Presto Workload Analyzer

Presto Workload Analyzer Logo

The Workload Analyzer collects Presto® and Trino workload statistics, and analyzes them. The analysis provides improved visibility into your analytical workloads, and enables query optimization - to enhance cluster performance.

The Presto® Workload Analyzer collects, and stores, QueryInfo JSONs for queries executed while it is running, and any historical queries held in the Presto® Coordinator memory.

The collection process has negligible compute-costs, and does not impact cluster query execution in any way. Ensure that sufficient disk space is available in your working directory. Typically, a compressed JSON file size will be 50kb - 200kb.

Features
Supported Versions of Presto
Installation
Usage
Screencasts
Advanced Features
Notes

Features

Continuously collects and stores QueryInfo JSONs, in the background without impacting query performance.
Summarizes key query metrics to a summary.jsonl file.
Generates an analysis report:
- Query detail- query peak memory, input data read by query, and joins distribution.
- Table activity- wall time utilization, and input bytes read, by table scans.
- Presto® Operators- wall time usage, and input bytes read, by operator.

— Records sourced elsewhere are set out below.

//! Error types for the guidelines parser.
//!
//! Structural problems in interpreted rules are not errors: they are reported
//! as [`ValidationIssue`](crate::validator::ValidationIssue) values. Everything
//! here aborts the operation that produced it.

use thiserror::Error;

/// Main error type for the parser library.
#[derive(Debug, Error)]
pub enum ParserError {
    /// Invalid section identifier format.
    #[error("Invalid section identifier: '{0}'. Expected e.g. 2K2.1 or 2B1.10")]
    InvalidSectionId(String),

    /// Invalid chapter prefix format.
    #[error("Invalid chapter: '{0}'. Expected a digit followed by a letter (e.g., 2K)")]
    InvalidChapter(String),

    /// Requested section is absent from the section map.
    #[error("Section {0} not found in the corpus")]
    SectionNotFound(String),

    /// No section of the requested chapter was found.
    #[error("No sections found for chapter {0}")]
    NoSectionsInChapter(String),

    /// A document id has no backing file.
    #[error("Document {doc} not found in the corpus")]
    DocumentMissing { doc: u32 },

    /// A document exists but its text could not be extracted.
    #[error("Failed to read document {doc}: {message}")]
    DocumentRead { doc: u32, message: String },

    /// Configuration error.
    #[error("Configuration error: {0}")]
    Config(String),

    /// HTTP request to the interpretation service failed.
    #[error("LLM API request failed: {0}")]
    LlmApiRequest(#[from] reqwest::Error),

    /// Interpretation service answered with an error status.
    #[error("LLM API error (status {status}): {message}")]
    LlmApiError { status: u16, message: String },

    /// Interpretation service is rate limiting us.
    #[error("LLM rate limited, retry after {retry_after_secs}s")]
    LlmRateLimited { retry_after_secs: u64 },

    /// Interpretation service returned no text.
    #[error("LLM returned empty response")]
    LlmEmptyResponse,

    /// Interpretation response held no usable JSON.
    #[error("Failed to parse interpretation response: {0}")]
    InterpretationParse(String),

    /// IO error.
    #[error("IO error: {0}")]
    Io(#[from] std::io::Error),

    /// JSON (de)serialization error.
    #[error("JSON error: {0}")]
    Json(#[from] serde_json::Error),
}

impl ParserError {
    /// Whether this error came from calling the interpretation service.
    #[must_use]
    pub fn is_interpretation_call(&self) -> bool {
        matches!(
            self,
            Self::LlmApiRequest(_)
                | Self::LlmApiError { .. }
                | Self::LlmRateLimited { .. }
                | Self::LlmEmptyResponse
        )
    }
}

/// Result type alias for parser operations.
pub type Result<T> = std::result::Result<T, ParserError>;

Supported Versions of Presto

The Workload Analyzer supports the following versions:

Trino (FKA PrestoSQL)- 402 and older.
PrestoDB- 0.245.1 and older.
Starburst Enterprise- 402e and older.
Dataproc- 1.5.x and older.

Although the Workload Analyzer may run with newer versions of Presto®, these scenarios have not been tested.

Installation

For installation, see here.

Usage

Local machine/ Remote machine

First, go to the analyzer directory, where the Workload Analyzer Python code can be found.

cd analyzer/

To collect statistics from your cluster, run the following script for a period that will provide a representative sample of your workload.

./collect.py -c http://<presto-coordinator>:8080 --username-request-header "X-Trino-User" -o ./JSONs/ --loop

Notes:

In most cases, this period will be between 5 and 15 days, with longer durations providing more significant analysis.
The above command will continue running until stopped by the user (Ctrl+C).

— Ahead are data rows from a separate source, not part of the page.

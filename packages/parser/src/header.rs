//! Section header detection.
//!
//! A primary header looks like `§2K2.1. Unlawful Receipt, Possession, ...` at
//! the start of a line. The same shape also appears in commentary and
//! cross-reference lists, so detection is a tunable policy rather than an
//! exact oracle: the filters below remove the common false positives, and
//! the tests pin the known misclassifications.

use regex::Regex;
use std::sync::LazyLock;

use crate::config::{CHAPTER_PREFIX, MIN_TITLE_LEN};
use crate::types::SectionId;

/// Section sign + identifier + period + whitespace + capitalized title.
///
/// Titles cannot contain parentheses, which keeps subsection text such as
/// `(a) Base Offense Level` from being taken as a title.
#[allow(clippy::expect_used)] // Static regex that is guaranteed to be valid
static HEADER_PATTERN: LazyLock<Regex> = LazyLock::new(|| {
    Regex::new(r"(?m)^§(\d[A-Z]\d?\.\d+)\.\s+([A-Z][^()\n]*)").expect("valid regex")
});

/// A header found on a page.
#[derive(Debug, Clone, PartialEq, Eq)]
pub struct Header {
    pub section: SectionId,
    pub title: String,
    /// Byte offset of the `§` within the page text.
    pub offset: usize,
}

/// Rules deciding which pattern matches count as primary headers.
#[derive(Debug, Clone)]
pub struct HeaderPolicy {
    /// Identifiers must start with this prefix; `None` accepts all chapters.
    pub chapter_prefix: Option<String>,
    /// Minimum title length in characters.
    pub min_title_len: usize,
    /// Reject titles marked deleted.
    pub skip_deleted: bool,
    /// Reject headers whose line lies below this fraction of the page.
    pub max_line_ratio: Option<f32>,
}

impl Default for HeaderPolicy {
    fn default() -> Self {
        Self {
            chapter_prefix: Some(CHAPTER_PREFIX.to_string()),
            min_title_len: MIN_TITLE_LEN,
            skip_deleted: true,
            max_line_ratio: None,
        }
    }
}

impl HeaderPolicy {
    /// Restrict headers to the upper part of the page.
    #[must_use]
    pub fn with_max_line_ratio(mut self, ratio: f32) -> Self {
        self.max_line_ratio = Some(ratio);
        self
    }

    /// Accept headers from every chapter.
    #[must_use]
    pub fn all_chapters(mut self) -> Self {
        self.chapter_prefix = None;
        self
    }

    /// All headers accepted by this policy, in page order.
    pub fn find_headers(&self, text: &str) -> Vec<Header> {
        let line_count = text.lines().count().max(1);

        HEADER_PATTERN
            .captures_iter(text)
            .filter_map(|caps| {
                let whole = caps.get(0)?;
                let raw_id = caps.get(1)?.as_str();
                let title = caps.get(2)?.as_str().trim();

                if let Some(prefix) = &self.chapter_prefix {
                    if !raw_id.starts_with(prefix.as_str()) {
                        return None;
                    }
                }
                if title.chars().count() < self.min_title_len {
                    return None;
                }
                if self.skip_deleted && is_deleted(title) {
                    return None;
                }
                if let Some(max_ratio) = self.max_line_ratio {
                    let line_index = text[..whole.start()].matches('\n').count();
                    #[allow(clippy::cast_precision_loss)]
                    let ratio = line_index as f32 / line_count as f32;
                    if ratio > max_ratio {
                        return None;
                    }
                }

                let section = SectionId::parse(raw_id).ok()?;
                Some(Header {
                    section,
                    title: title.to_string(),
                    offset: whole.start(),
                })
            })
            .collect()
    }

    /// First accepted header for `section` on the page.
    pub fn find_own_header(&self, text: &str, section: &SectionId) -> Option<Header> {
        self.find_headers(text)
            .into_iter()
            .find(|h| &h.section == section)
    }

    /// First accepted header for any other section at or after `from`.
    pub fn find_foreign_header(
        &self,
        text: &str,
        section: &SectionId,
        from: usize,
    ) -> Option<Header> {
        self.find_headers(text)
            .into_iter()
            .find(|h| h.offset >= from && &h.section != section)
    }
}

fn is_deleted(title: &str) -> bool {
    title.contains("[Deleted]") || title.to_lowercase().contains("deleted")
}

To analyze the downloaded JSONs directory (e.g. ./JSONs/) and generate a zipped HTML report, execute the following command:

./extract.py -i ./JSONs/ && ./analyze.py -i ./JSONs/summary.jsonl.gz -o ./output.zip

Docker

To collect statistics from your cluster, run the following script for a period that will provide a representative sample of your workload.

$ mkdir JSONs/
$ docker run -v $PWD/JSONs/:/app/JSONs analyzer ./analyzer/collect.py -c http://$PRESTO_COORDINATOR:8080 --username-request-header "X-Trino-User" -o JSONs/ --loop

To analyze the downloaded JSONs directory (e.g. ./JSONs/), and generate a zipped HTML report, execute the following commands:

$ docker run -v $PWD/JSONs/:/app/JSONs analyzer ./analyzer/extract.py -i JSONs/
$ docker run -v $PWD/JSONs/:/app/JSONs analyzer ./analyzer/analyze.py -i JSONs/summary.jsonl.gz -o JSONs/output.zip

Notes:

In most cases, this period will be between 5 and 15 days, with longer durations providing more significant analysis.
The above command will continue running until stopped by the user (Ctrl+C).

Screencasts

See the following screencasts for usage examples:

Collection

Analysis

Advanced Features

In exceptional circumstances, it may be desirable to do one or more of the following:
1. Obfuscate the schema names
2. Remove the SQL queries from the summary file
3. Analyze queries for a specific schema (joins with other schemas are included)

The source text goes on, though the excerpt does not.